Excerpts from a dataset

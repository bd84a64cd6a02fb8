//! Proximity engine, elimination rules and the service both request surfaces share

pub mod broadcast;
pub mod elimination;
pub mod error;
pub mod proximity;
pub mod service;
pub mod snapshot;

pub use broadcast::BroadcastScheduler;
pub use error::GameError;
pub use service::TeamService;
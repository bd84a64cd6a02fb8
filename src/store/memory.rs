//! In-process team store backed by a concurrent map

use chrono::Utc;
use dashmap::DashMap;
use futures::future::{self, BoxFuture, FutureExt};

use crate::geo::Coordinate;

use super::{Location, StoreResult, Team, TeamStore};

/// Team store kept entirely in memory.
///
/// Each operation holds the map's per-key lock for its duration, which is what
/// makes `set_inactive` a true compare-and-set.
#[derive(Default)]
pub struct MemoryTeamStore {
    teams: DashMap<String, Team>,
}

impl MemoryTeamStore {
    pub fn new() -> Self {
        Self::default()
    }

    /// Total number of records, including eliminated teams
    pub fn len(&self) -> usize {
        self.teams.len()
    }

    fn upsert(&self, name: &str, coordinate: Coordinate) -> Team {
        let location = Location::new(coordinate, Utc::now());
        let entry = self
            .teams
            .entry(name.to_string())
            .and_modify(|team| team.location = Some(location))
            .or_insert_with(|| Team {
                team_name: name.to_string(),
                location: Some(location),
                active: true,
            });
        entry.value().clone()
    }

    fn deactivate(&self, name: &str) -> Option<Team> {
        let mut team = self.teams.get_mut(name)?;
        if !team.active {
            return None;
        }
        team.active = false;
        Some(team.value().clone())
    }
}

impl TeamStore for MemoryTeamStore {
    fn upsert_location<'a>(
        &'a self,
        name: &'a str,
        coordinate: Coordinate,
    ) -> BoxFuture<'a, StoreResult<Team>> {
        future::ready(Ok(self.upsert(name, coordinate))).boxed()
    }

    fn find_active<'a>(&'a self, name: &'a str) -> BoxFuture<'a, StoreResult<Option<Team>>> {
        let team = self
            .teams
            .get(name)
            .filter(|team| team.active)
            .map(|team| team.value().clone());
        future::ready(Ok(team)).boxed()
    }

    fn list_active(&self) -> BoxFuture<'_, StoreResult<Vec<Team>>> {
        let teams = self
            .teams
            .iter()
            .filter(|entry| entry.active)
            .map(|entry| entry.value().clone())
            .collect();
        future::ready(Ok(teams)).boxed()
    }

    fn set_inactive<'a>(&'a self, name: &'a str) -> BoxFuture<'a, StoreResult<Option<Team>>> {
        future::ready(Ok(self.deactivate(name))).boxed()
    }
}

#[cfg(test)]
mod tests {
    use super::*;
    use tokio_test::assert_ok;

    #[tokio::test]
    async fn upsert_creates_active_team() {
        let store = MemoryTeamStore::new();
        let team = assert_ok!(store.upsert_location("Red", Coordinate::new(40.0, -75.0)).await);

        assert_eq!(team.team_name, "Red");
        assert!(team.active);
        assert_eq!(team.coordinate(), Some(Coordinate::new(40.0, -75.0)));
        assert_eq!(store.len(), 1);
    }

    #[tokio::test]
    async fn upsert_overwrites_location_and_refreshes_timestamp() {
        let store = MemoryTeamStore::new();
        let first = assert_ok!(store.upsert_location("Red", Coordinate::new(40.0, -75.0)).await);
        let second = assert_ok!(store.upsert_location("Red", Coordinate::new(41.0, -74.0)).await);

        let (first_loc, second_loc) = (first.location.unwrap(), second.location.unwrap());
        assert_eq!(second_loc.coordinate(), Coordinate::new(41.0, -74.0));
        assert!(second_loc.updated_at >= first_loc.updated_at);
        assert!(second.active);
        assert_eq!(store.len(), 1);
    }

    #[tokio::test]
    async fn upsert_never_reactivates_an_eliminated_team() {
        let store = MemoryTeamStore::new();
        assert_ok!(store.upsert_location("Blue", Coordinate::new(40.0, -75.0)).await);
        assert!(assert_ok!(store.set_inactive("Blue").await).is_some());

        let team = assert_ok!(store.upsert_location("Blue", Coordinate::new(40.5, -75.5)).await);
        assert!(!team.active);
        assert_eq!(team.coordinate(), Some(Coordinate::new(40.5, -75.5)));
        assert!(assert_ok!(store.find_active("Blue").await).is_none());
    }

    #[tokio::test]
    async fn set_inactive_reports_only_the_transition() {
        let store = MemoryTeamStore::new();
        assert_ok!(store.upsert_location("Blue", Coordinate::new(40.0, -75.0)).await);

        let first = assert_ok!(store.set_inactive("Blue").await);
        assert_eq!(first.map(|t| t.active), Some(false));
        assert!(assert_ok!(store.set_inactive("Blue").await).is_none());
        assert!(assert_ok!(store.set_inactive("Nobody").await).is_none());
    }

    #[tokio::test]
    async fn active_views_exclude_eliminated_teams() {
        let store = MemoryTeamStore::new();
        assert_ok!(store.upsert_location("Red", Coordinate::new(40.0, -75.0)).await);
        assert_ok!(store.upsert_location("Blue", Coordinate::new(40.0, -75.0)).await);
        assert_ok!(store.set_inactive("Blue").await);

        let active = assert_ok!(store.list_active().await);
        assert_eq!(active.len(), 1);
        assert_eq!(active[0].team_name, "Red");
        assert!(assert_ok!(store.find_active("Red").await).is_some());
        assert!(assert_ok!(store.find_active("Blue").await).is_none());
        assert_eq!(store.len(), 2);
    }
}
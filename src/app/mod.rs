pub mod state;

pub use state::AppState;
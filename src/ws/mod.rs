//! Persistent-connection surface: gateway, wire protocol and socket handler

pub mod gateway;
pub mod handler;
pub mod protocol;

- EXERCISE DESCRIPTION
Reproduce the records above exactly, from the first line through the line containing "pub struct MemoryTeamStore", and output nothing else.

- SOLUTION TO THIS PROBLEM
repository bd84a64cd6a02fb8
//! Proximity engine, elimination rules and the service both request surfaces share

pub mod broadcast;
pub mod elimination;
pub mod error;
pub mod proximity;
pub mod service;
pub mod snapshot;

pub use broadcast::BroadcastScheduler;
pub use error::GameError;
pub use service::TeamService;
repository bd84a64cd6a02fb8
filename src/store/memory.rs
//! In-process team store backed by a concurrent map

use chrono::Utc;
use dashmap::DashMap;
use futures::future::{self, BoxFuture, FutureExt};

use crate::geo::Coordinate;

use super::{Location, StoreResult, Team, TeamStore};

/// Team store kept entirely in memory.
///
/// Each operation holds the map's per-key lock for its duration, which is what
/// makes `set_inactive` a true compare-and-set.
#[derive(Default)]
pub struct MemoryTeamStore {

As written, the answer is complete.